Although I'm able to read the data using the following code,
document = Document(path_to_your_docx)
tables = document.tables
for table in tables:
for row in table.rows:
for cell in row.cells:
for paragraph in cell.paragraphs:
print(paragraph.text)
I get multiple duplicate values where contents in a cell spans its merged cells, once for each cell that is merged into it. I cannot simple delete duplicate values, since there might be multiple unmerged cells with the same value. How should I go about fixing this?
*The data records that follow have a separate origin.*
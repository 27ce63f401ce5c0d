//! Per-file content keys

use crate::{random::RandomSource, CryptoError, Result};
use serde::{Deserialize, Deserializer, Serialize, Serializer};
use zeroize::{Zeroize, ZeroizeOnDrop};

/// Size of a file key in bytes (AES-128)
pub const KEY_SIZE: usize = 16;

/// Size of a GCM nonce in bytes (96 bits)
pub const NONCE_SIZE: usize = 12;

/// Symmetric key that encrypts one file's blocks
#[derive(Clone, PartialEq, Eq, Zeroize, ZeroizeOnDrop)]
pub struct FileKey {
    key: [u8; KEY_SIZE],
}

impl FileKey {
    /// Generate a new random key from the given source
    pub fn generate(rng: &dyn RandomSource) -> Self {
        let mut key = [0u8; KEY_SIZE];
        rng.fill_bytes(&mut key);
        Self { key }
    }

    /// Create a key from raw bytes
    pub fn from_bytes(bytes: &[u8]) -> Result<Self> {
        if bytes.len() != KEY_SIZE {
            return Err(CryptoError::InvalidKey(format!(
                "file key must be {} bytes, got {}",
                KEY_SIZE,
                bytes.len()
            )));
        }
        let mut key = [0u8; KEY_SIZE];
        key.copy_from_slice(bytes);
        Ok(Self { key })
    }

    /// Decode from lowercase hex
    pub fn from_hex(s: &str) -> Result<Self> {
        let bytes = hex::decode(s).map_err(|e| CryptoError::InvalidKey(e.to_string()))?;
        Self::from_bytes(&bytes)
    }

    /// Encode as lowercase hex
    pub fn to_hex(&self) -> String {
        hex::encode(self.key)
    }

    /// Get the key bytes
    pub fn as_bytes(&self) -> &[u8; KEY_SIZE] {
        &self.key
    }
}

impl std::fmt::Debug for FileKey {
    fn fmt(&self, f: &mut std::fmt::Formatter<'_>) -> std::fmt::Result {
        f.write_str("FileKey(..)")
    }
}

impl Serialize for FileKey {
    fn serialize<S: Serializer>(&self, serializer: S) -> std::result::Result<S::Ok, S::Error> {
        serializer.serialize_str(&self.to_hex())
    }
}

impl<'de> Deserialize<'de> for FileKey {
    fn deserialize<D: Deserializer<'de>>(deserializer: D) -> std::result::Result<Self, D::Error> {
        let s = String::deserialize(deserializer)?;
        Self::from_hex(&s).map_err(serde::de::Error::custom)
    }
}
For reference, I was directed to ask the question here from this github issue.
Thank you.
If you want to get each merged cell exactly once, you can add the following code:
def iter_unique_cells(row):
"""Generate cells in `row` skipping empty grid cells."""
prior_tc = None
for cell in row.cells:
this_tc = cell._tc
if this_tc is prior_tc:
continue
prior_tc = this_tc
yield cell
document = Document(path_to_your_docx)
for table in document.tables:
for row in table.rows:
for cell in iter_unique_cells(row):
for paragraph in cell.paragraphs:
print(paragraph.text)
The behavior you see of the same cell in a table appearing once for each "grid" cell it occupies is the expected behavior. It causes problems elsewhere if row cells are not uniform across rows, e.g. if each row in a 3 x 3 table did not necessarily contain 3 cells. For example, accessing row.cell[2] in a three column table would raise an exception if a merged cell was present in that row.
At the same time, it could be useful to have an alternate accessor, perhaps Row.iter_unique_cells()
that didn't guarantee uniformity across rows. That might be a feature worth requesting.